_Task goal_
Line by line, retype the material below exactly, from its first line up to and including the one holding "filled in by".

_Task material_
**********

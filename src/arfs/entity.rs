//! Reconstructed ArFS entities.
//!
//! An [`Entity`] owns the owner-scoped transactions it was built from; it
//! holds no reference back to the query that produced them. Its `info`
//! snapshot and `history` are filled in by
//! [`StateReconstructor`](super::reconstruct::StateReconstructor).

use serde::Serialize;
use std::collections::HashMap;
use tracing::{error, warn};

use super::payload::MetadataPayload;
use super::tags::{EntityKind, KnownTag, Privacy};
use crate::ledger::{Confirmation, Entry, Tag};
use crate::utils::{format_bytes, format_millis};

/// Point-in-time state of an entity.
#[derive(Debug, Clone, Default, PartialEq, Serialize)]
pub struct EntityInfo {
    /// Transaction this state was derived from.
    pub tx_id: Option<String>,
    pub confirmation: Option<Confirmation>,

    pub app_name: Option<String>,
    pub app_version: Option<String>,
    pub app_platform: Option<String>,
    pub arfs_version: Option<String>,
    pub content_type: Option<String>,
    pub entity_type: Option<String>,
    pub drive_id: Option<String>,
    pub folder_id: Option<String>,
    pub file_id: Option<String>,
    pub parent_folder_id: Option<String>,
    pub drive_privacy: Option<String>,
    pub drive_auth_mode: Option<String>,
    pub cipher: Option<String>,
    pub cipher_iv: Option<String>,
    pub unix_time: Option<i64>,
    pub privacy: Privacy,

    pub name: Option<String>,
    pub description: Option<String>,
    pub size: Option<u64>,
    pub last_modified: Option<i64>,
    pub data_tx_id: Option<String>,
    pub data_content_type: Option<String>,
    pub root_folder_id: Option<String>,

    /// Tags outside the known vocabulary, in ledger order.
    pub unknown_tags: Vec<Tag>,
    /// Payload fields outside the known set.
    pub unknown_fields: Vec<String>,
}

impl EntityInfo {
    /// Derive the tag half of the state from one transaction.
    ///
    /// Duplicate tags keep their first value.
    pub fn from_entry(entry: &Entry) -> Self {
        let mut info = Self {
            tx_id: Some(entry.id().to_string()),
            confirmation: Some(entry.confirmation()),
            ..Self::default()
        };

        for tag in entry.tags() {
            let Some(known) = KnownTag::from_name(&tag.name) else {
                warn!(tx_id = %entry.id(), tag = %tag.name, "Ignoring unknown tag");
                info.unknown_tags.push(tag.clone());
                continue;
            };
            let value = tag.value.clone();
            match known {
                KnownTag::AppName => set_once(&mut info.app_name, value),
                KnownTag::AppVersion => set_once(&mut info.app_version, value),
                KnownTag::AppPlatform => set_once(&mut info.app_platform, value),
                KnownTag::ArFs => set_once(&mut info.arfs_version, value),
                KnownTag::ContentType => set_once(&mut info.content_type, value),
                KnownTag::EntityType => set_once(&mut info.entity_type, value),
                KnownTag::DriveId => set_once(&mut info.drive_id, value),
                KnownTag::FolderId => set_once(&mut info.folder_id, value),
                KnownTag::FileId => set_once(&mut info.file_id, value),
                KnownTag::ParentFolderId => set_once(&mut info.parent_folder_id, value),
                KnownTag::DrivePrivacy => set_once(&mut info.drive_privacy, value),
                KnownTag::DriveAuthMode => set_once(&mut info.drive_auth_mode, value),
                KnownTag::Cipher => set_once(&mut info.cipher, value),
                KnownTag::CipherIv => set_once(&mut info.cipher_iv, value),
                KnownTag::UnixTime => {
                    if info.unix_time.is_none() {
                        match value.parse() {
                            Ok(t) => info.unix_time = Some(t),
                            Err(_) => warn!(tx_id = %entry.id(), value = %value, "Unix-Time is not an integer"),
                        }
                    }
                },
            }
        }

        info.privacy = Privacy::derive(info.drive_privacy.as_deref(), info.cipher.as_deref());
        info
    }

    /// Merge payload-derived fields.
    pub fn apply_payload(&mut self, payload: &MetadataPayload) {
        self.name.clone_from(&payload.name);
        self.description.clone_from(&payload.description);
        self.size = payload.size;
        self.last_modified = payload.last_modified_date;
        self.data_tx_id.clone_from(&payload.data_tx_id);
        self.data_content_type.clone_from(&payload.data_content_type);
        self.root_folder_id.clone_from(&payload.root_folder_id);
        self.unknown_fields = payload.unknown_fields();
    }

    /// Tracked fields with a value, in display order.
    pub fn tracked_fields(&self) -> Vec<(&'static str, String)> {
        let mut fields = Vec::new();
        let mut push = |label: &'static str, value: Option<String>| {
            if let Some(value) = value {
                fields.push((label, value));
            }
        };
        push("name", self.name.clone());
        push("size", self.size.map(format_bytes));
        push("modified", self.last_modified.map(format_millis));
        push("data tx", self.data_tx_id.clone());
        push("data type", self.data_content_type.clone());
        push("content type", self.content_type.clone());
        push("parent folder", self.parent_folder_id.clone());
        push("root folder", self.root_folder_id.clone());
        push("description", self.description.clone());
        push("privacy", Some(self.privacy.to_string()));
        push("auth mode", self.drive_auth_mode.clone());
        push("cipher", self.cipher.clone());
        fields
    }

    /// Human-readable list of tracked fields that differ from `previous`.
    pub fn changes_since(&self, previous: &Self) -> Vec<String> {
        let before: HashMap<_, _> = previous.tracked_fields().into_iter().collect();
        let after = self.tracked_fields();
        let mut changes = Vec::new();

        for (label, value) in &after {
            match before.get(label) {
                Some(old) if old == value => {},
                Some(old) => changes.push(format!("{label}: {old} -> {value}")),
                None => changes.push(format!("{label}: {value}")),
            }
        }
        for (label, old) in previous.tracked_fields() {
            if !after.iter().any(|(l, _)| *l == label) {
                changes.push(format!("{label}: {old} -> (removed)"));
            }
        }
        changes
    }
}

fn set_once(slot: &mut Option<String>, value: String) {
    if slot.is_none() {
        *slot = Some(value);
    }
}

/// One line of entity history.
#[derive(Debug, Clone, PartialEq, Eq, Serialize)]
pub struct HistoryLine {
    pub tx_id: String,
    pub description: String,
}

/// Write-once history keyed by transaction id, in insertion order.
#[derive(Debug, Clone, Default, PartialEq, Eq, Serialize)]
pub struct History {
    lines: Vec<HistoryLine>,
    #[serde(skip)]
    index: HashMap<String, usize>,
}

impl History {
    /// Record `description` for `tx_id` unless a line already exists.
    ///
    /// Returns `true` if the line was added.
    pub fn record(&mut self, tx_id: &str, description: String) -> bool {
        if self.index.contains_key(tx_id) {
            return false;
        }
        self.index.insert(tx_id.to_string(), self.lines.len());
        self.lines.push(HistoryLine {
            tx_id: tx_id.to_string(),
            description,
        });
        true
    }

    pub fn get(&self, tx_id: &str) -> Option<&str> {
        self.index
            .get(tx_id)
            .map(|&i| self.lines[i].description.as_str())
    }

    pub fn iter(&self) -> impl Iterator<Item = &HistoryLine> {
        self.lines.iter()
    }

    pub fn len(&self) -> usize {
        self.lines.len()
    }

    pub fn is_empty(&self) -> bool {
        self.lines.is_empty()
    }
}

/// A distinct data transaction referenced by the entity over time.
#[derive(Debug, Clone, PartialEq, Eq, Serialize)]
pub struct DataVersion {
    pub data_tx_id: String,
    pub metadata_tx_id: String,
    pub name: Option<String>,
    pub size: Option<u64>,
    pub confirmation: String,
}

impl DataVersion {
    pub fn describe(&self) -> String {
        format!(
            "{} ({}, {})",
            self.name.as_deref().unwrap_or("<unnamed>"),
            self.size.map_or_else(|| "unknown size".to_string(), format_bytes),
            self.confirmation
        )
    }
}

/// A drive, folder or file reconstructed from its transactions.
#[derive(Debug, Clone)]
pub struct Entity {
    pub kind: EntityKind,
    pub id: String,
    pub owner: String,
    pub creation_tx: String,
    pub latest_tx: String,
    entries: Vec<Entry>,
    entry_index: HashMap<String, usize>,
    payloads: HashMap<String, Option<MetadataPayload>>,
    pub info: EntityInfo,
    pub history: History,
    pub versions: Vec<DataVersion>,
    /// Problems met during reconstruction.
    pub errors: Vec<String>,
    /// Transactions rejected because another owner wrote them.
    pub excluded: Vec<String>,
}

impl Entity {
    /// Establish ownership over `entries` (oldest first, as queried).
    ///
    /// The owner of the first entry is canonical; entries by anyone else are
    /// excluded and logged. The latest transaction is the one at the greatest
    /// block height, with pending entries counted as newest and ties going to
    /// the first one found. Returns `None` for an empty input.
    pub fn from_entries(kind: EntityKind, id: &str, entries: Vec<Entry>) -> Option<Self> {
        let owner = entries.first()?.owner().to_string();

        let (owned, foreign): (Vec<Entry>, Vec<Entry>) =
            entries.into_iter().partition(|e| e.owner() == owner);

        for entry in &foreign {
            warn!(
                entity_id = %id,
                tx_id = %entry.id(),
                tx_owner = %entry.owner(),
                owner = %owner,
                "Excluding transaction written by a different owner"
            );
        }

        let Some(first) = owned.first() else {
            error!(entity_id = %id, "Canonical owner has no transactions");
            return None;
        };
        let creation_tx = first.id().to_string();

        let mut latest = first;
        for entry in &owned[1..] {
            if entry.confirmation().sort_key() > latest.confirmation().sort_key() {
                latest = entry;
            }
        }
        let latest_tx = latest.id().to_string();

        let entry_index = owned
            .iter()
            .enumerate()
            .map(|(i, e)| (e.id().to_string(), i))
            .collect();

        Some(Self {
            kind,
            id: id.to_string(),
            owner,
            creation_tx,
            latest_tx,
            entries: owned,
            entry_index,
            payloads: HashMap::new(),
            info: EntityInfo::default(),
            history: History::default(),
            versions: Vec::new(),
            errors: Vec::new(),
            excluded: foreign.iter().map(|e| e.id().to_string()).collect(),
        })
    }

    /// Owner-scoped transactions in query order.
    pub fn entries(&self) -> &[Entry] {
        &self.entries
    }

    /// Number of owner-scoped transactions.
    pub fn operations(&self) -> usize {
        self.entries.len()
    }

    pub fn entry(&self, tx_id: &str) -> Option<&Entry> {
        self.entry_index.get(tx_id).map(|&i| &self.entries[i])
    }

    pub fn is_private(&self) -> bool {
        self.info.privacy.is_private()
    }

    /// Cached payload lookup: `None` if never fetched, `Some(None)` if the
    /// fetch was skipped or failed.
    pub fn cached_payload(&self, tx_id: &str) -> Option<Option<&MetadataPayload>> {
        self.payloads.get(tx_id).map(Option::as_ref)
    }

    pub(crate) fn cache_payload(&mut self, tx_id: &str, payload: Option<MetadataPayload>) {
        self.payloads.insert(tx_id.to_string(), payload);
    }
}
//! ArFS entity model: tags, payloads, ownership resolution and state replay.

pub mod entity;
pub mod payload;
pub mod reconstruct;
pub mod resolver;
pub mod tags;

pub use entity::{DataVersion, Entity, EntityInfo, History, HistoryLine};
pub use payload::{MetadataPayload, PayloadError};
pub use reconstruct::StateReconstructor;
pub use resolver::EntityResolver;
pub use tags::{EntityKind, KnownTag, Privacy};
//! ArFS tag vocabulary.
//!
//! Tag names are mapped through the closed [`KnownTag`] set. Anything outside
//! it is kept verbatim as an unknown tag by the caller instead of being
//! assigned to a field by name.

use serde::Serialize;
use std::fmt;
use std::str::FromStr;

/// Tags understood by the state reconstruction.
#[derive(Debug, Clone, Copy, PartialEq, Eq, Hash)]
pub enum KnownTag {
    AppName,
    AppVersion,
    AppPlatform,
    ArFs,
    ContentType,
    EntityType,
    DriveId,
    FolderId,
    FileId,
    ParentFolderId,
    DrivePrivacy,
    DriveAuthMode,
    Cipher,
    CipherIv,
    UnixTime,
}

impl KnownTag {
    pub const ALL: [Self; 15] = [
        Self::AppName,
        Self::AppVersion,
        Self::AppPlatform,
        Self::ArFs,
        Self::ContentType,
        Self::EntityType,
        Self::DriveId,
        Self::FolderId,
        Self::FileId,
        Self::ParentFolderId,
        Self::DrivePrivacy,
        Self::DriveAuthMode,
        Self::Cipher,
        Self::CipherIv,
        Self::UnixTime,
    ];

    /// Tag name as written on the ledger.
    pub const fn name(self) -> &'static str {
        match self {
            Self::AppName => "App-Name",
            Self::AppVersion => "App-Version",
            Self::AppPlatform => "App-Platform",
            Self::ArFs => "ArFS",
            Self::ContentType => "Content-Type",
            Self::EntityType => "Entity-Type",
            Self::DriveId => "Drive-Id",
            Self::FolderId => "Folder-Id",
            Self::FileId => "File-Id",
            Self::ParentFolderId => "Parent-Folder-Id",
            Self::DrivePrivacy => "Drive-Privacy",
            Self::DriveAuthMode => "Drive-Auth-Mode",
            Self::Cipher => "Cipher",
            Self::CipherIv => "Cipher-IV",
            Self::UnixTime => "Unix-Time",
        }
    }

    pub fn from_name(name: &str) -> Option<Self> {
        Self::ALL.into_iter().find(|tag| tag.name() == name)
    }
}

impl fmt::Display for KnownTag {
    fn fmt(&self, f: &mut fmt::Formatter<'_>) -> fmt::Result {
        f.write_str(self.name())
    }
}

/// Kind of ArFS entity.
#[derive(Debug, Clone, Copy, PartialEq, Eq, Hash, Serialize)]
#[serde(rename_all = "lowercase")]
pub enum EntityKind {
    Drive,
    Folder,
    File,
}

impl EntityKind {
    /// Value of the `Entity-Type` tag.
    pub const fn as_tag_value(self) -> &'static str {
        match self {
            Self::Drive => "drive",
            Self::Folder => "folder",
            Self::File => "file",
        }
    }

    /// Tag carrying this kind's identifier.
    pub const fn id_tag(self) -> KnownTag {
        match self {
            Self::Drive => KnownTag::DriveId,
            Self::Folder => KnownTag::FolderId,
            Self::File => KnownTag::FileId,
        }
    }
}

impl fmt::Display for EntityKind {
    fn fmt(&self, f: &mut fmt::Formatter<'_>) -> fmt::Result {
        f.write_str(self.as_tag_value())
    }
}

impl FromStr for EntityKind {
    type Err = String;

    fn from_str(s: &str) -> Result<Self, Self::Err> {
        match s.trim().to_ascii_lowercase().as_str() {
            "drive" => Ok(Self::Drive),
            "folder" => Ok(Self::Folder),
            "file" => Ok(Self::File),
            other => Err(format!(
                "unknown entity kind '{other}' (expected drive, folder or file)"
            )),
        }
    }
}

/// Whether an entity's metadata is readable without keys.
#[derive(Debug, Clone, Copy, Default, PartialEq, Eq, Serialize)]
#[serde(rename_all = "lowercase")]
pub enum Privacy {
    #[default]
    Public,
    Private,
}

impl Privacy {
    /// Private if `Drive-Privacy` is `private` or any cipher is declared.
    pub fn derive(drive_privacy: Option<&str>, cipher: Option<&str>) -> Self {
        if drive_privacy.is_some_and(|p| p.eq_ignore_ascii_case("private")) || cipher.is_some() {
            Self::Private
        } else {
            Self::Public
        }
    }

    pub const fn is_private(self) -> bool {
        matches!(self, Self::Private)
    }
}

impl fmt::Display for Privacy {
    fn fmt(&self, f: &mut fmt::Formatter<'_>) -> fmt::Result {
        match self {
            Self::Public => f.write_str("public"),
            Self::Private => f.write_str("private"),
        }
    }
}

**********

_Response_
filename src/arfs/entity.rs
//! Reconstructed ArFS entities.
//!
//! An [`Entity`] owns the owner-scoped transactions it was built from; it
//! holds no reference back to the query that produced them. Its `info`
//! snapshot and `history` are filled in by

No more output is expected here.